(PROMPT)
Could you return each line of the material that has "plate" in it?

(TASK MATERIAL)
___

use axum::{
    extract::{Extension, Query},
    http::StatusCode,
    response::Json,
};
use serde::Deserialize;
use serde_json::{json, Value};
use uuid::Uuid;

use crate::auth::guard;
use crate::constants::permissions;
use crate::context::TenantSession;
use crate::database::models::balance::BalanceAction;
use crate::database::models::vehicle::Vehicle;
use crate::error::ApiError;
use crate::services::balance;

#[derive(Debug, Deserialize)]
#[serde(rename_all = "camelCase")]
pub struct ListVehiclesQuery {
    #[serde(default)]
    pub branch_id: Option<Uuid>,
}

pub async fn list_vehicles(
    Extension(session): Extension<TenantSession>,
    Query(query): Query<ListVehiclesQuery>,
) -> Result<Json<Value>, ApiError> {
    let ctx = session.context();
    guard::require(ctx, &[permissions::VEHICLES_READ])?;
    let branch_id = ctx.effective_branch_id(query.branch_id);

    let mut conn = session.db()?.lock().await;
    let vehicles: Vec<Vehicle> = sqlx::query_as(
        "SELECT * FROM vehicles
         WHERE deleted_at IS NULL
           AND ($1::uuid IS NULL OR branch_id = $1)
         ORDER BY created_at",
    )
    .bind(branch_id)
    .fetch_all(&mut **conn)
    .await?;

    Ok(Json(json!({ "success": true, "data": vehicles })))
}

#[derive(Debug, Deserialize)]
#[serde(rename_all = "camelCase")]
pub struct CreateVehicleRequest {
    pub name: String,
    #[serde(default)]
    pub plate: Option<String>,
    #[serde(default)]
    pub branch_id: Option<Uuid>,
    #[serde(default)]
    pub driver_id: Option<Uuid>,
    /// Superadmin only: the tenant to create in.
    #[serde(default)]
    pub company_id: Option<Uuid>,
}

pub async fn create_vehicle(
    Extension(session): Extension<TenantSession>,
    Json(body): Json<CreateVehicleRequest>,
) -> Result<(StatusCode, Json<Value>), ApiError> {
    let ctx = session.context();
    guard::require(ctx, &[permissions::VEHICLES_CREATE])?;

    let company_id = match ctx.company_id {
        Some(company_id) => company_id,
        None if ctx.is_super_admin => body
            .company_id
            .ok_or_else(|| ApiError::bad_request("companyId is required for superadmins"))?,
        None => return Err(ApiError::unauthenticated("No tenant scope for this request")),
    };
    let branch_id = ctx.effective_branch_id(body.branch_id);

    let mut conn = session.db()?.lock().await;
    balance::consume(&mut conn, ctx, BalanceAction::VehicleCreate).await?;

    let vehicle: Vehicle = sqlx::query_as(
        "INSERT INTO vehicles (name, plate, company_id, branch_id, driver_id)
         VALUES ($1, $2, $3, $4, $5)
         RETURNING *",
    )
    .bind(&body.name)
    .bind(&body.plate)
    .bind(company_id)
    .bind(branch_id)
    .bind(body.driver_id)
    .fetch_one(&mut **conn)
    .await?;

    Ok((
        StatusCode::CREATED,
        Json(json!({ "success": true, "data": vehicle })),
    ))
}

___

(RESULT OF THIS TASK)
    pub plate: Option<String>,
        "INSERT INTO vehicles (name, plate, company_id, branch_id, driver_id)
    .bind(&body.plate)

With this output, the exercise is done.